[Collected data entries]
%%

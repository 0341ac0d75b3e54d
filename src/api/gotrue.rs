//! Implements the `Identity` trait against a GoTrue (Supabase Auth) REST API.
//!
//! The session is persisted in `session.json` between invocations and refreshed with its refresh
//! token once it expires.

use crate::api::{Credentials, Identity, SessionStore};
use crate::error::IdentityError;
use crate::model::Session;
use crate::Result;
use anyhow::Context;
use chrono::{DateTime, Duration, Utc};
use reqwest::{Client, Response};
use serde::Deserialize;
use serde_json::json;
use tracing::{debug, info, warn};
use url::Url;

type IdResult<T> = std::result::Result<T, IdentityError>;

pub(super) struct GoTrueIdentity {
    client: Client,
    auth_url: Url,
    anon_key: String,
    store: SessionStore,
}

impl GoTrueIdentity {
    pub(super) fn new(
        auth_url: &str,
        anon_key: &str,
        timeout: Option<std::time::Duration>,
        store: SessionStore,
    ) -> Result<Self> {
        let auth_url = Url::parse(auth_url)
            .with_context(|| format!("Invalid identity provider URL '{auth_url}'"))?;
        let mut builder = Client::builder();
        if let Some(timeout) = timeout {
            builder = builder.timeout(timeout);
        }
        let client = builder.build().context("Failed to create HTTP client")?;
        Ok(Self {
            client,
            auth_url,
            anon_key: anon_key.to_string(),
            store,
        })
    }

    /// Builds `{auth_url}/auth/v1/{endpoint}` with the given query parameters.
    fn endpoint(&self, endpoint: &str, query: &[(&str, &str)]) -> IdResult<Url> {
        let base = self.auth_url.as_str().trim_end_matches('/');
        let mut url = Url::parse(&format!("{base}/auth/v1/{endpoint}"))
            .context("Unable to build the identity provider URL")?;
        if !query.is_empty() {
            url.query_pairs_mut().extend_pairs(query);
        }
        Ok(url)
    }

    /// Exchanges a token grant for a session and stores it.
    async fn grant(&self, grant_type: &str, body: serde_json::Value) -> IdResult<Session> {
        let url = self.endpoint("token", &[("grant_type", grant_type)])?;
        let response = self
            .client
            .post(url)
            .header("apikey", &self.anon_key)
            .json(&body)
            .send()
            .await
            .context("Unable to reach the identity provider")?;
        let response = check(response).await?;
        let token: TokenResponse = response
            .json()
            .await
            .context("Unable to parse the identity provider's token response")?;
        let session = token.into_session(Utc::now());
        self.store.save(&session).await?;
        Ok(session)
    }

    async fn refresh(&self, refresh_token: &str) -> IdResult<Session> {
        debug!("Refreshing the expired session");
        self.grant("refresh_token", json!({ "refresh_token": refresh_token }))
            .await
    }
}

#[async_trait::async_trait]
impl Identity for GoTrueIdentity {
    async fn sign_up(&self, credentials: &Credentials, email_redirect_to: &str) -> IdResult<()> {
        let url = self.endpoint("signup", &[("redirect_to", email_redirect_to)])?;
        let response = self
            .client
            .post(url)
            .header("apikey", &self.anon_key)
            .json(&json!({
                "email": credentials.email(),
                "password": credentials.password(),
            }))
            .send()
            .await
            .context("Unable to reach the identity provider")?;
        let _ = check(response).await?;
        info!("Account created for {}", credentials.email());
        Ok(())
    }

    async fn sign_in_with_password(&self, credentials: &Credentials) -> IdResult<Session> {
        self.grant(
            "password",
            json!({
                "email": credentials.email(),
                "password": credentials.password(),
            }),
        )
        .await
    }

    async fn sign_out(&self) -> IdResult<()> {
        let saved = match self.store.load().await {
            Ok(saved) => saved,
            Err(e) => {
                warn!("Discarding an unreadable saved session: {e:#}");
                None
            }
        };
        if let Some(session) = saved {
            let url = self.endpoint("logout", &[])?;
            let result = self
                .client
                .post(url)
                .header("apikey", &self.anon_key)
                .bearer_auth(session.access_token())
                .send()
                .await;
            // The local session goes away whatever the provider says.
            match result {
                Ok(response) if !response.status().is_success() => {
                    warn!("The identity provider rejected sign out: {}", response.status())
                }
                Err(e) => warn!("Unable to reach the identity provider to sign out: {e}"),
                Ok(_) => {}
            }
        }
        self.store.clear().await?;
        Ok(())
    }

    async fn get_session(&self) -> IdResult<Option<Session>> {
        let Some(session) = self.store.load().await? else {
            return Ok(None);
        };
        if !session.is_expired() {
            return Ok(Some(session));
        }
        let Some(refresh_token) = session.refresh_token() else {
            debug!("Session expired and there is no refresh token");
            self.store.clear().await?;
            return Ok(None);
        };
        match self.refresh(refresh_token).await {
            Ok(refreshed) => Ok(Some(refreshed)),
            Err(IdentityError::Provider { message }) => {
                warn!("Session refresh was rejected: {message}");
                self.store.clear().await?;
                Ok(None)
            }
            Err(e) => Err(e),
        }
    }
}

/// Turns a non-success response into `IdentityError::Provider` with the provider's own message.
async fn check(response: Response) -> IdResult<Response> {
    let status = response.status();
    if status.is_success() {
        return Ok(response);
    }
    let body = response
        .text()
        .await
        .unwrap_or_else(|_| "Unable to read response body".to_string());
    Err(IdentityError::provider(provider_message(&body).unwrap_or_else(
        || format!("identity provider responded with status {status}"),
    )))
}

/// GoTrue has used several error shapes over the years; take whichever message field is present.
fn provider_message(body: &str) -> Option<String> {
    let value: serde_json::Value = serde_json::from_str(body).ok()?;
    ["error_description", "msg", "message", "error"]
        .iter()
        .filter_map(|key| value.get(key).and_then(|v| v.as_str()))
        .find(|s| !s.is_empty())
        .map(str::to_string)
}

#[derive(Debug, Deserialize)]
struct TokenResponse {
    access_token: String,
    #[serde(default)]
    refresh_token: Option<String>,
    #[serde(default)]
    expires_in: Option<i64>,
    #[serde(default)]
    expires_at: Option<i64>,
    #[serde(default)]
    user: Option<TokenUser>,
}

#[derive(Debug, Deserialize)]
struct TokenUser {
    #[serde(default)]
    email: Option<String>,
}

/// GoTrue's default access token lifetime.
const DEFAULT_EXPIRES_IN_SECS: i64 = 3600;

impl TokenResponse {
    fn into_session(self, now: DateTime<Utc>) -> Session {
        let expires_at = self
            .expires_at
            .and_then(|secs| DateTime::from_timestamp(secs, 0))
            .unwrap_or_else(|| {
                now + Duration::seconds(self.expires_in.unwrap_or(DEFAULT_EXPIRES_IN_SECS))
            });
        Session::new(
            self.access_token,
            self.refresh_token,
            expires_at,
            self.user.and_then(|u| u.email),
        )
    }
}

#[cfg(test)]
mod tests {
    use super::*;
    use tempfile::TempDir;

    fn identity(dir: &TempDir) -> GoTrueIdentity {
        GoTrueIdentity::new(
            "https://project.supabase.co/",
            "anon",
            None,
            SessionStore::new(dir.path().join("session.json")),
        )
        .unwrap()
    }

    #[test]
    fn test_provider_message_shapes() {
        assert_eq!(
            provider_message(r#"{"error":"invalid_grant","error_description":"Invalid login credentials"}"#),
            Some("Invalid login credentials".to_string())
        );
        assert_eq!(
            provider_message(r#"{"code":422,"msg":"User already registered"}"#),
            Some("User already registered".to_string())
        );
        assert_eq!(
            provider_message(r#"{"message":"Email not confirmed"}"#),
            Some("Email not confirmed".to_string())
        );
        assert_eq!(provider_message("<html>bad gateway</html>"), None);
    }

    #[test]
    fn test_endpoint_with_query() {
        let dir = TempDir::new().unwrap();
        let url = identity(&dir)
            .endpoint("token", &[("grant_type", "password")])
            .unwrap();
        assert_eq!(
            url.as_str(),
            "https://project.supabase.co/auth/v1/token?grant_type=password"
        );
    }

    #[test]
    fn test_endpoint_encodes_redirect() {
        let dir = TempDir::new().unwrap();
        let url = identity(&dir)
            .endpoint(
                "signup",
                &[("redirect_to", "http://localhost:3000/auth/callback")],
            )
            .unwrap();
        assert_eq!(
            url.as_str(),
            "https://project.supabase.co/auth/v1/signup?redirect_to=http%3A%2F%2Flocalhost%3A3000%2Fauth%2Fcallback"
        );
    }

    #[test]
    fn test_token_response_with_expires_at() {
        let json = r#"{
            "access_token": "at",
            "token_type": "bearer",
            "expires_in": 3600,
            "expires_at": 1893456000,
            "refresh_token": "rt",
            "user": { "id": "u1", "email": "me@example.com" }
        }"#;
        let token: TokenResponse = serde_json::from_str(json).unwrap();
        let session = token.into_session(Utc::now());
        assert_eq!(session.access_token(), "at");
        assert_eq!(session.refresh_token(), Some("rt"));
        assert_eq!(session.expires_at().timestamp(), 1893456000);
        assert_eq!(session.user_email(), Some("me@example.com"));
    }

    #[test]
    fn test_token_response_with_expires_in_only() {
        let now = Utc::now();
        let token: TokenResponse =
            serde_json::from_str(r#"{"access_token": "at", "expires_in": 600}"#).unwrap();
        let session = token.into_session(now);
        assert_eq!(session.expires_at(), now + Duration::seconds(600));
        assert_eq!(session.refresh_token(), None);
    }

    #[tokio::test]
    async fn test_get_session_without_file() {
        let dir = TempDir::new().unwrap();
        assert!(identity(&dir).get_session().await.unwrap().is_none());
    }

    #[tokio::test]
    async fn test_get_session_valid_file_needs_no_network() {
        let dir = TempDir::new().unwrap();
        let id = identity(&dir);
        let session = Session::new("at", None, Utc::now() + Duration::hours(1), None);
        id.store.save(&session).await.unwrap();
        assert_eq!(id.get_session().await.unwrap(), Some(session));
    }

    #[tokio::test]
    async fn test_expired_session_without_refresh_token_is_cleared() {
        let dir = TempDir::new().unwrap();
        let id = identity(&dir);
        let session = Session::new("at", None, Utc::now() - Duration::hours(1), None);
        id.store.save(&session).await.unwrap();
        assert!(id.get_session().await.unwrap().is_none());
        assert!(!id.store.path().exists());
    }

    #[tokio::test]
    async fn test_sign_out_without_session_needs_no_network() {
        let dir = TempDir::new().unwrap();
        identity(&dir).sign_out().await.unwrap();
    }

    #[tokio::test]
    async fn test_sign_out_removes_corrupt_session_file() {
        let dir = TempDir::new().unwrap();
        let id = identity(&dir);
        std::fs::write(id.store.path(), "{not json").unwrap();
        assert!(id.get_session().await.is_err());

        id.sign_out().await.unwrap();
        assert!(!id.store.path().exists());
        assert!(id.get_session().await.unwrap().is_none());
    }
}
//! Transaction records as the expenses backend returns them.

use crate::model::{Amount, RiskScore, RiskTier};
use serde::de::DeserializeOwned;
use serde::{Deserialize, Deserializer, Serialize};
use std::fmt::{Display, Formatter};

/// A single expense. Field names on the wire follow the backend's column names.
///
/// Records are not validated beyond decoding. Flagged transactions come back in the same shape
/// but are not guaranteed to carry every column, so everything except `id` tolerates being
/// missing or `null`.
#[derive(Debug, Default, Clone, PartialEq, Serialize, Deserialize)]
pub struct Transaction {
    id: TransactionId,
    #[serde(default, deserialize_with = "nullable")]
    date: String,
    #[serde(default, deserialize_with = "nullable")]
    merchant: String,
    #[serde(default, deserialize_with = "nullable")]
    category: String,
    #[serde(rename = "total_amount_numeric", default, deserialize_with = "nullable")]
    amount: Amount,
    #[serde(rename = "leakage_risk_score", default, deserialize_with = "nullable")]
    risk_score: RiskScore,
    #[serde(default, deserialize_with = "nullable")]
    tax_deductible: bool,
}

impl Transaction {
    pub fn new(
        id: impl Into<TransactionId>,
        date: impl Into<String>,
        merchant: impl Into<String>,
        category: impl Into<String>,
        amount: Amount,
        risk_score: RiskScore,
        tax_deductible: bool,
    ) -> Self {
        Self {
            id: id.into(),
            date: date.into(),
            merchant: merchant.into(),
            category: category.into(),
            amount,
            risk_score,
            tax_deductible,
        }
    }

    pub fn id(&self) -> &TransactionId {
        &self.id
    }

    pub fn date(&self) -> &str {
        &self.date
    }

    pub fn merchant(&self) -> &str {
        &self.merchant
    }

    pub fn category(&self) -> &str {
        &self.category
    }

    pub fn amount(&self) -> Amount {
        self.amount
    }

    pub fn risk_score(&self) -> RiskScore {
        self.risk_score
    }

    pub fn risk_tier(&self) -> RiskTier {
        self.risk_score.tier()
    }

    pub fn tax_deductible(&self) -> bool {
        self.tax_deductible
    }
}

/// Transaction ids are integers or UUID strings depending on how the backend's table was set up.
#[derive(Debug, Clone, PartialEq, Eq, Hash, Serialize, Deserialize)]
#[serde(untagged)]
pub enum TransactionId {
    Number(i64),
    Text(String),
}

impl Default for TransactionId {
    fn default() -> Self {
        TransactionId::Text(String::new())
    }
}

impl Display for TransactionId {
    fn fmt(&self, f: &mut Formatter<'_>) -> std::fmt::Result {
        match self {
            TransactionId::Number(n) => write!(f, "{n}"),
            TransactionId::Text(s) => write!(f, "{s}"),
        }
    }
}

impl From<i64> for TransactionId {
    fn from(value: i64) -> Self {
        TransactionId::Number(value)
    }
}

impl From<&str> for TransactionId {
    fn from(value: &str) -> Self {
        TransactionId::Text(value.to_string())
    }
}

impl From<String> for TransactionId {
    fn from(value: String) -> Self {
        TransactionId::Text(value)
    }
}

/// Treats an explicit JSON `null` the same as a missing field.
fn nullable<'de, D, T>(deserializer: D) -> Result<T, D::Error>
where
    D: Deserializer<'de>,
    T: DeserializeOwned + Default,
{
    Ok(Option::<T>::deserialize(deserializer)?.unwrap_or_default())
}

%%

* **TASK BRIEF**:
Write the number of lines in the data above that contain the word "check", and add nothing to it.

* **SOLUTION TO THIS PROBLEM**:
3